[Opening DATA FOR ANALYSIS section]
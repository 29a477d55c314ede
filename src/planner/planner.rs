//! Constraint and order negotiation
//!
//! Given what the host offers for one query, decide which predicates and
//! sort terms the table function handles itself.
//!
//! Rules (strict order):
//! 1. Cost starts at the base cost
//! 2. Each requested order is accepted iff the column supports its direction;
//!    any miss clears `order_by_consumed`
//! 3. Each offered constraint must be usable, otherwise negotiation fails;
//!    the first column filter with a matching op accepts it
//! 4. Each accepted constraint lowers cost and takes the next argument slot

use crate::schema::Column;

use super::ast::{
    ConstraintUsage, IndexInfoInput, IndexInfoOutput, OrderBy, Plan, PlannedConstraint,
};
use super::codec;
use super::errors::{PlannerError, PlannerResult};

/// Default starting cost. High enough that the host prefers real indexes
/// unless the table function accepts constraints.
pub const DEFAULT_BASE_COST: f64 = 1000.0;

/// Default cost reduction per accepted constraint
pub const DEFAULT_COST_PER_CONSTRAINT: f64 = 10.0;

/// Outcome of a successful negotiation
#[derive(Debug, Clone, PartialEq)]
pub struct Negotiation {
    /// Plan as committed (also encoded in `output.index_string`)
    pub plan: Plan,
    pub output: IndexInfoOutput,
}

/// Negotiates pushdown for one table function's columns
pub struct IndexPlanner<'a> {
    columns: &'a [Column],
    base_cost: f64,
    cost_per_constraint: f64,
}

impl<'a> IndexPlanner<'a> {
    pub fn new(columns: &'a [Column]) -> Self {
        Self {
            columns,
            base_cost: DEFAULT_BASE_COST,
            cost_per_constraint: DEFAULT_COST_PER_CONSTRAINT,
        }
    }

    pub fn with_costs(mut self, base_cost: f64, cost_per_constraint: f64) -> Self {
        self.base_cost = base_cost;
        self.cost_per_constraint = cost_per_constraint;
        self
    }

    /// Runs one negotiation.
    ///
    /// Deterministic: the same input always yields the same token.
    pub fn plan(&self, input: &IndexInfoInput) -> PlannerResult<Negotiation> {
        let mut cost = self.base_cost;
        let mut plan = Plan {
            constraints: Vec::with_capacity(input.constraints.len()),
            orders: Vec::new(),
        };

        let orders = self.accept_orders(&input.order_by);
        let order_by_consumed = orders.len() == input.order_by.len();
        plan.orders = orders;

        let mut usage = vec![ConstraintUsage::default(); input.constraints.len()];
        for (position, offered) in input.constraints.iter().enumerate() {
            if !offered.usable {
                return Err(PlannerError::constraint_unusable(position, offered.column));
            }

            let Some(column) = self.columns.get(offered.column) else {
                continue;
            };

            if let Some(filter) = column.filter_for(offered.op) {
                cost -= self.cost_per_constraint;
                usage[position] = ConstraintUsage {
                    argv_index: plan.constraints.len() + 1,
                    omit: filter.omit_check,
                };
                plan.constraints.push(PlannedConstraint {
                    column: offered.column,
                    op: filter.op,
                });
            }
        }

        let index_string = codec::encode(&plan)?;

        Ok(Negotiation {
            plan,
            output: IndexInfoOutput {
                estimated_cost: cost,
                index_string,
                constraint_usage: usage,
                order_by_consumed,
            },
        })
    }

    fn accept_orders(&self, requested: &[OrderBy]) -> Vec<OrderBy> {
        requested
            .iter()
            .filter(|order| {
                self.columns
                    .get(order.column)
                    .is_some_and(|c| c.order_by.supports(order.desc))
            })
            .copied()
            .collect()
    }
}
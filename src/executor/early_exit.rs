//! Sort-order boundary check
//!
//! When rows arrive in the order the plan asked for, a range constraint on
//! the same column stops holding for good once one row falls outside it:
//!
//! - `>`  with DESC: exit once value <= bound
//! - `>=` with DESC: exit once value <  bound
//! - `<`  with ASC:  exit once value >= bound
//! - `<=` with ASC:  exit once value >  bound
//!
//! Any incomparable value ends the check for that row with no decision.

use std::cmp::Ordering;

use crate::planner::{Constraint, ConstraintOp, OrderBy};
use crate::source::Row;
use crate::value::{compare, Comparison};

use super::context::Context;
use super::errors::{CursorError, CursorResult};

/// True when `row` proves no later row can satisfy the bound constraints
pub(crate) fn passed_boundary(
    row: &dyn Row,
    constraints: &[Constraint],
    orders: &[OrderBy],
) -> CursorResult<bool> {
    let mut ctx = Context::new();

    for order in orders {
        for constraint in constraints.iter().filter(|c| c.column == order.column) {
            if !applies(constraint.op, order.desc) {
                continue;
            }

            row.column(&mut ctx, order.column)
                .map_err(|e| CursorError::from_projection(order.column, &e))?;

            let ordering = match compare(ctx.value(), &constraint.value) {
                Comparison::Ordered(ordering) => ordering,
                Comparison::Incomparable => return Ok(false),
            };

            if crossed(constraint.op, ordering) {
                return Ok(true);
            }
        }
    }

    Ok(false)
}

fn applies(op: ConstraintOp, desc: bool) -> bool {
    (desc && op.is_lower_bound()) || (!desc && op.is_upper_bound())
}

/// `ordering` is row value compared to the bound
fn crossed(op: ConstraintOp, ordering: Ordering) -> bool {
    match op {
        ConstraintOp::Gt => ordering != Ordering::Greater,
        ConstraintOp::Ge => ordering == Ordering::Less,
        ConstraintOp::Lt => ordering != Ordering::Less,
        ConstraintOp::Le => ordering == Ordering::Greater,
        _ => false,
    }
}

#[cfg(test)]
mod tests {
    use super::*;
    use crate::source::{SourceError, SourceResult};

    struct IntRow(i64);

    impl Row for IntRow {
        fn column(&self, ctx: &mut Context, col: usize) -> SourceResult<()> {
            match col {
                0 => ctx.result_int64(self.0),
                1 => ctx.result_float(f64::NAN),
                _ => return Err(SourceError::UnknownColumn(col)),
            }
            Ok(())
        }
    }

    struct TextRow(&'static str);

    impl Row for TextRow {
        fn column(&self, ctx: &mut Context, _col: usize) -> SourceResult<()> {
            ctx.result_text(self.0);
            Ok(())
        }
    }

    fn check(row: &dyn Row, op: ConstraintOp, bound: i64, order: OrderBy) -> bool {
        passed_boundary(row, &[Constraint::new(0, op, bound)], &[order]).unwrap()
    }

    #[test]
    fn test_gt_desc() {
        assert!(!check(&IntRow(51), ConstraintOp::Gt, 50, OrderBy::desc(0)));
        assert!(check(&IntRow(50), ConstraintOp::Gt, 50, OrderBy::desc(0)));
        assert!(check(&IntRow(49), ConstraintOp::Gt, 50, OrderBy::desc(0)));
    }

    #[test]
    fn test_ge_desc() {
        assert!(!check(&IntRow(50), ConstraintOp::Ge, 50, OrderBy::desc(0)));
        assert!(check(&IntRow(49), ConstraintOp::Ge, 50, OrderBy::desc(0)));
    }

    #[test]
    fn test_lt_asc() {
        assert!(!check(&IntRow(49), ConstraintOp::Lt, 50, OrderBy::asc(0)));
        assert!(check(&IntRow(50), ConstraintOp::Lt, 50, OrderBy::asc(0)));
    }

    #[test]
    fn test_le_asc() {
        assert!(!check(&IntRow(50), ConstraintOp::Le, 50, OrderBy::asc(0)));
        assert!(check(&IntRow(51), ConstraintOp::Le, 50, OrderBy::asc(0)));
    }

    #[test]
    fn test_direction_mismatch_never_exits() {
        assert!(!check(&IntRow(0), ConstraintOp::Gt, 50, OrderBy::asc(0)));
        assert!(!check(&IntRow(100), ConstraintOp::Lt, 50, OrderBy::desc(0)));
        assert!(!check(&IntRow(0), ConstraintOp::Eq, 50, OrderBy::desc(0)));
    }

    #[test]
    fn test_other_column_ignored() {
        let constraints = [Constraint::new(0, ConstraintOp::Gt, 50i64)];
        assert!(!passed_boundary(&IntRow(0), &constraints, &[OrderBy::desc(2)]).unwrap());
    }

    #[test]
    fn test_text_bound() {
        let constraints = [Constraint::new(0, ConstraintOp::Ge, "m")];
        let orders = [OrderBy::desc(0)];
        assert!(!passed_boundary(&TextRow("m"), &constraints, &orders).unwrap());
        assert!(passed_boundary(&TextRow("l"), &constraints, &orders).unwrap());
    }

    #[test]
    fn test_incomparable_skips_remaining_checks() {
        // NaN on column 1 stops the scan before column 0 is looked at
        let constraints = [
            Constraint::new(1, ConstraintOp::Gt, 0.5),
            Constraint::new(0, ConstraintOp::Gt, 50i64),
        ];
        let orders = [OrderBy::desc(1), OrderBy::desc(0)];
        assert!(!passed_boundary(&IntRow(0), &constraints, &orders).unwrap());
    }

    #[test]
    fn test_projection_error_propagates() {
        let constraints = [Constraint::new(5, ConstraintOp::Gt, 1i64)];
        let err = passed_boundary(&IntRow(0), &constraints, &[OrderBy::desc(5)]).unwrap_err();
        assert_eq!(err.code(), crate::executor::CursorErrorCode::VtabUnknownColumn);
    }
}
[Closing DATA FOR ANALYSIS section]
▸ WORK INSTRUCTIONS
Within the listing, how many lines hold the word "filter"? Only the number is to be given.

▸ SOLUTION TO THIS PROBLEM
6